When you enable Dataproc cluster caching, the cluster caches Cloud Storage data frequently accessed by your Spark jobs.

Benefits

  • Improved performance: Caching can improve job performance by reducing the amount of time spent retrieving data from storage.
  • Reduced storage costs: Since hot data is cached on local disk, fewer API calls are made to storage to retrieve data.
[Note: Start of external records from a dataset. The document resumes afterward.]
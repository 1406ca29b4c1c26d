use clap::Parser;

/// This is a tabulation program for map surveys with like and dislike marks.
#[derive(Parser, Debug, Clone)]
#[clap(author, version, about, long_about = None)]
pub struct Args {
    /// (file path, optional) The JSON file describing the survey: sources, rules and outputs.
    /// For more information about the file format, read the manual of the area_tally crate.
    #[clap(short, long, value_parser)]
    pub config: Option<String>,

    /// (file path) The file containing the boundary points of the regions (columns name, x, y).
    /// Setting this option overrides the boundary source that may be specified with the --config option.
    #[clap(short, long, value_parser)]
    pub boundary: Option<String>,

    /// (file path) The file containing the answers of the respondents.
    /// Setting this option overrides the respondent sources that may be specified with the --config option.
    #[clap(short, long, value_parser)]
    pub input: Option<String>,

    /// (default csv) The type of the input files: csv or xlsx.
    #[clap(long, value_parser)]
    pub input_type: Option<String>,

    /// (default "Respondent ID") The name of the column holding the respondent identifier.
    #[clap(long, value_parser)]
    pub id_column: Option<String>,

    /// When using an Excel file with several worksheets, indicates the name of the worksheet to use.
    #[clap(long, value_parser)]
    pub excel_worksheet_name: Option<String>,

    /// (directory, optional) If specified, the output tables are written in CSV format to this directory.
    #[clap(short, long, value_parser)]
    pub out: Option<String>,

    /// (file path, 'stdout' or empty) If specified, the summary of the survey will be written in JSON format
    /// to the given location.
    #[clap(short, long, value_parser)]
    pub summary: Option<String>,

    /// (file path) A reference file containing the summary of a survey in JSON format. If provided, areatally will
    /// check that the tabulated output matches the reference.
    #[clap(short, long, value_parser)]
    pub reference: Option<String>,

    /// (regular expression) The pattern extracting the group number used to order the region columns.
    /// The first capture group must match digits.
    #[clap(long, value_parser)]
    pub group_pattern: Option<String>,

    /// If passed as an argument, likes and dislikes in the same region are both counted.
    #[clap(long, takes_value = false)]
    pub no_cancellation: bool,

    /// If passed as an argument, the run fails when a region has more likes and dislikes than respondents.
    #[clap(long, takes_value = false)]
    pub fail_on_negative_none: bool,

    // Other arguments
    /// If passed as an argument, will turn on verbose logging to the standard output.
    #[clap(long, takes_value = false)]
    pub verbose: bool,
}
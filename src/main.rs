use clap::Parser;
use log::{debug, warn};
use snafu::ErrorCompat;

mod args;
mod survey;

fn main() {
    let args = args::Args::parse();

    let mut logger =
        env_logger::Builder::from_env(env_logger::Env::default().default_filter_or("info"));
    if args.verbose {
        logger.filter_level(log::LevelFilter::Debug);
    }
    logger.init();
    debug!("args: {:?}", args);

    if let Err(e) = survey::run_survey(&args) {
        warn!("Error occured {:?}", e);
        eprintln!("An error occured: {}", e);
        if let Some(bt) = ErrorCompat::backtrace(&e) {
            eprintln!("trace: {}", bt);
        }
        std::process::exit(1);
    }
}
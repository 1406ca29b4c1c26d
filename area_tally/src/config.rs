// ********* Input data structures ***********

use std::error::Error;
use std::fmt::Display;

/// Number of coordinate slots per role on a questionnaire.
pub const SLOTS_PER_ROLE: usize = 2;

#[derive(PartialEq, Debug, Clone, Copy)]
pub struct Point {
    pub x: f64,
    pub y: f64,
}

impl Point {
    pub fn new(x: f64, y: f64) -> Point {
        Point { x, y }
    }

    /// Assembles a point out of two cells that may be empty.
    ///
    /// A pair with a missing (or NaN) component is treated as absent.
    pub fn from_pair(x: Option<f64>, y: Option<f64>) -> Option<Point> {
        match (x, y) {
            (Some(x), Some(y)) if !x.is_nan() && !y.is_nan() => Some(Point { x, y }),
            _ => None,
        }
    }
}

/// One vertex of a region boundary, in the order of the boundary file.
#[derive(PartialEq, Debug, Clone)]
pub struct BoundaryPoint {
    pub region: String,
    pub x: f64,
    pub y: f64,
}

/// The two kinds of marks a respondent can place on the map.
#[derive(Eq, PartialEq, Debug, Clone, Copy, Hash, Ord, PartialOrd)]
pub enum Role {
    Like,
    Dislike,
}

/// The marks placed by one respondent.
///
/// The identifier is optional. Respondents without one are identified by
/// their position in the input.
#[derive(PartialEq, Debug, Clone, Default)]
pub struct Respondent {
    pub id: Option<u64>,
    pub likes: [Option<Point>; SLOTS_PER_ROLE],
    pub dislikes: [Option<Point>; SLOTS_PER_ROLE],
}

impl Respondent {
    pub fn slots(&self, role: Role) -> &[Option<Point>; SLOTS_PER_ROLE] {
        match role {
            Role::Like => &self.likes,
            Role::Dislike => &self.dislikes,
        }
    }
}

// ******** Output data structures *********

/// Like and dislike counts of one respondent (or all respondents) in one region.
#[derive(Eq, PartialEq, Debug, Clone, Copy, Default, Hash)]
pub struct RoleCounts {
    pub like: u64,
    pub dislike: u64,
}

impl RoleCounts {
    pub const EMPTY: RoleCounts = RoleCounts {
        like: 0,
        dislike: 0,
    };

    pub fn get(&self, role: Role) -> u64 {
        match role {
            Role::Like => self.like,
            Role::Dislike => self.dislike,
        }
    }

    pub fn is_empty(&self) -> bool {
        self.like == 0 && self.dislike == 0
    }
}

/// Adjusted minus raw counts. Both fields are never positive.
#[derive(Eq, PartialEq, Debug, Clone, Copy, Default, Hash)]
pub struct RoleDelta {
    pub like: i64,
    pub dislike: i64,
}

impl RoleDelta {
    pub fn between(raw: RoleCounts, adjusted: RoleCounts) -> RoleDelta {
        RoleDelta {
            like: adjusted.like as i64 - raw.like as i64,
            dislike: adjusted.dislike as i64 - raw.dislike as i64,
        }
    }
}

/// Statistics for one region, after cancellation.
#[derive(PartialEq, Debug, Clone)]
pub struct RegionTotals {
    pub name: String,
    pub like: u64,
    pub dislike: u64,
    /// Respondents that did not count towards this region. Signed: two likes of
    /// the same respondent in one region can push it below zero.
    pub none: i64,
    /// The number of respondents in the survey, the same for all the regions.
    pub total: u64,
    pub like_ratio: f64,
    pub dislike_ratio: f64,
    pub none_ratio: f64,
}

#[derive(Eq, PartialEq, Debug, Clone)]
pub struct RespondentRow<C> {
    pub respondent: u64,
    /// One cell per region, aligned with `RespondentTable::regions`.
    pub cells: Vec<C>,
}

/// A wide table with one row per respondent and one cell per region.
///
/// Rows are sorted by respondent id, then by input position. Regions follow the order of the catalog.
#[derive(Eq, PartialEq, Debug, Clone)]
pub struct RespondentTable<C> {
    pub regions: Vec<String>,
    pub rows: Vec<RespondentRow<C>>,
}

impl<C: Copy> RespondentTable<C> {
    pub fn cell(&self, respondent: u64, region: &str) -> Option<C> {
        let col = self.regions.iter().position(|r| r == region)?;
        self.rows
            .iter()
            .find(|row| row.respondent == respondent)
            .and_then(|row| row.cells.get(col).copied())
    }
}

/// The coordinates of one respondent that survive cancellation.
#[derive(PartialEq, Debug, Clone, Default)]
pub struct SurvivingPoints {
    pub respondent: u64,
    pub likes: [Option<Point>; SLOTS_PER_ROLE],
    pub dislikes: [Option<Point>; SLOTS_PER_ROLE],
}

#[derive(PartialEq, Debug, Clone)]
pub struct AreaResult {
    pub total_respondents: u64,
    /// In catalog order.
    pub region_totals: Vec<RegionTotals>,
    pub raw_counts: RespondentTable<RoleCounts>,
    pub adjusted_counts: RespondentTable<RoleCounts>,
    pub diff: RespondentTable<RoleDelta>,
    /// Sorted by respondent id.
    pub surviving_points: Vec<SurvivingPoints>,
}

/// Errors that prevent the tally from completing successfully.
#[derive(Eq, PartialEq, Debug, Clone)]
pub enum AreaErrors {
    /// A region is described by fewer than 3 boundary points.
    InvalidRegion { name: String, num_points: usize },
    /// A respondent has no identifier. Recovered by using the row position.
    MissingField { row: usize },
    /// More marks than slots were given for one role.
    TooManyMarks { role: Role, count: usize },
    /// The like and dislike totals of a region exceed the number of respondents.
    NegativeNone { region: String, none: i64 },
}

impl Error for AreaErrors {}

impl Display for AreaErrors {
    fn fmt(&self, f: &mut std::fmt::Formatter<'_>) -> std::fmt::Result {
        match self {
            AreaErrors::InvalidRegion { name, num_points } => write!(
                f,
                "region {:?} has {} boundary points, at least 3 are required",
                name, num_points
            ),
            AreaErrors::MissingField { row } => {
                write!(f, "respondent at row {} has no identifier", row)
            }
            AreaErrors::TooManyMarks { role, count } => write!(
                f,
                "{} {:?} marks given, at most {} are allowed",
                count, role, SLOTS_PER_ROLE
            ),
            AreaErrors::NegativeNone { region, none } => write!(
                f,
                "region {:?}: likes and dislikes exceed the number of respondents (none = {})",
                region, none
            ),
        }
    }
}

// ********* Configuration **********

/// What happens to a respondent who both likes and dislikes the same region.
#[derive(Eq, PartialEq, Debug, Clone, Copy)]
pub enum CancellationMode {
    /// The like and the dislike marks offset each other: neither is counted.
    OffsetBoth,
    /// No cancellation. The adjusted tables are identical to the raw ones.
    Disabled,
}

#[derive(Eq, PartialEq, Debug, Clone, Copy)]
pub enum NegativeNonePolicy {
    Warn,
    Fail,
}

#[derive(Eq, PartialEq, Debug, Clone)]
pub struct TallyRules {
    pub cancellation: CancellationMode,
    pub negative_none: NegativeNonePolicy,
}

impl TallyRules {
    pub const DEFAULT_RULES: TallyRules = TallyRules {
        cancellation: CancellationMode::OffsetBoth,
        negative_none: NegativeNonePolicy::Warn,
    };
}

impl Default for TallyRules {
    fn default() -> Self {
        TallyRules::DEFAULT_RULES
    }
}
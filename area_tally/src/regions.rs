use log::debug;

use std::collections::HashMap;

use crate::config::*;

/// Position of a region in the catalog.
///
/// Ordering region ids is ordering regions by their first appearance in the
/// boundary file.
#[derive(Eq, PartialEq, Debug, Clone, Copy, Hash, Ord, PartialOrd)]
pub struct RegionId(u32);

impl RegionId {
    pub fn index(&self) -> usize {
        self.0 as usize
    }
}

/// A named simple polygon. The closing edge is implicit.
#[derive(PartialEq, Debug, Clone)]
pub struct Region {
    name: String,
    vertices: Vec<Point>,
}

impl Region {
    pub fn name(&self) -> &str {
        &self.name
    }

    pub fn vertices(&self) -> &[Point] {
        &self.vertices
    }

    /// Even-odd containment test.
    ///
    /// A ray is cast from the point towards +x. An edge is crossed when its
    /// end points lie on both sides of the horizontal line through the point
    /// (the lower end inclusive) and the crossing is strictly right of the
    /// point. A point on an edge shared by two adjacent regions is therefore
    /// inside exactly one of them.
    pub fn contains(&self, p: Point) -> bool {
        let n = self.vertices.len();
        if n < 3 {
            return false;
        }
        let mut inside = false;
        let mut j = n - 1;
        for i in 0..n {
            let vi = self.vertices[i];
            let vj = self.vertices[j];
            if (vi.y > p.y) != (vj.y > p.y) {
                let x_cross = (vj.x - vi.x) * (p.y - vi.y) / (vj.y - vi.y) + vi.x;
                if p.x < x_cross {
                    inside = !inside;
                }
            }
            j = i;
        }
        inside
    }
}

/// The regions of the map, in the order they first appear in the boundary file.
#[derive(PartialEq, Debug, Clone, Default)]
pub struct RegionCatalog {
    regions: Vec<Region>,
}

impl RegionCatalog {
    /// Groups the boundary points by region name.
    ///
    /// Regions keep the order in which their name first appears, and vertices
    /// keep the order of the rows. Fails if a region has fewer than 3 points.
    pub fn from_boundary_points(points: &[BoundaryPoint]) -> Result<RegionCatalog, AreaErrors> {
        let mut index_by_name: HashMap<&str, usize> = HashMap::new();
        let mut groups: Vec<(String, Vec<Point>)> = Vec::new();
        for bp in points.iter() {
            let idx = *index_by_name.entry(bp.region.as_str()).or_insert_with(|| {
                groups.push((bp.region.clone(), Vec::new()));
                groups.len() - 1
            });
            groups[idx].1.push(Point::new(bp.x, bp.y));
        }

        let mut regions: Vec<Region> = Vec::new();
        for (name, vertices) in groups {
            if vertices.len() < 3 {
                return Err(AreaErrors::InvalidRegion {
                    name,
                    num_points: vertices.len(),
                });
            }
            debug!(
                "from_boundary_points: region {:?} with {} vertices",
                name,
                vertices.len()
            );
            regions.push(Region { name, vertices });
        }
        Ok(RegionCatalog { regions })
    }

    pub fn len(&self) -> usize {
        self.regions.len()
    }

    pub fn is_empty(&self) -> bool {
        self.regions.is_empty()
    }

    pub fn iter(&self) -> impl Iterator<Item = (RegionId, &Region)> {
        self.regions
            .iter()
            .enumerate()
            .map(|(idx, r)| (RegionId(idx as u32), r))
    }

    pub fn get(&self, id: RegionId) -> Option<&Region> {
        self.regions.get(id.index())
    }

    pub fn name(&self, id: RegionId) -> Option<&str> {
        self.get(id).map(|r| r.name())
    }

    pub fn find(&self, name: &str) -> Option<RegionId> {
        self.iter().find(|(_, r)| r.name == name).map(|(id, _)| id)
    }

    /// Returns the first region, in catalog order, that contains the point.
    ///
    /// Overlapping regions are not flagged: the earlier region wins.
    pub fn classify(&self, p: Point) -> Option<RegionId> {
        self.iter().find(|(_, r)| r.contains(p)).map(|(id, _)| id)
    }
}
Limitations and requirements

Enable cluster caching

You can enable cluster caching when you create a Dataproc cluster using the Google Cloud CLI or the Dataproc API.

Console

Currently, enabling cluster caching from the Google Cloud console is not supported.

gcloud CLI

Run the gcloud dataproc clusters create command locally in a terminal window or in Cloud Shell using the dataproc:dataproc.cluster.caching=true cluster property.

Example:

gcloud dataproc clusters create CLUSTER_NAME \
    --region=REGION \
    --properties dataproc:dataproc.cluster.caching.enabled=true \
    --num-master-local-ssds=2 \
    --master-local-ssd-interface=NVME \
    --num-worker-local-ssds=2 \
    --worker-local-ssd-interface=NVME \
    other args ...
  

REST API

Set SoftwareConfig.properties to include the "dataproc:dataproc.cluster.caching": "true" cluster property as part of a clusters.create request.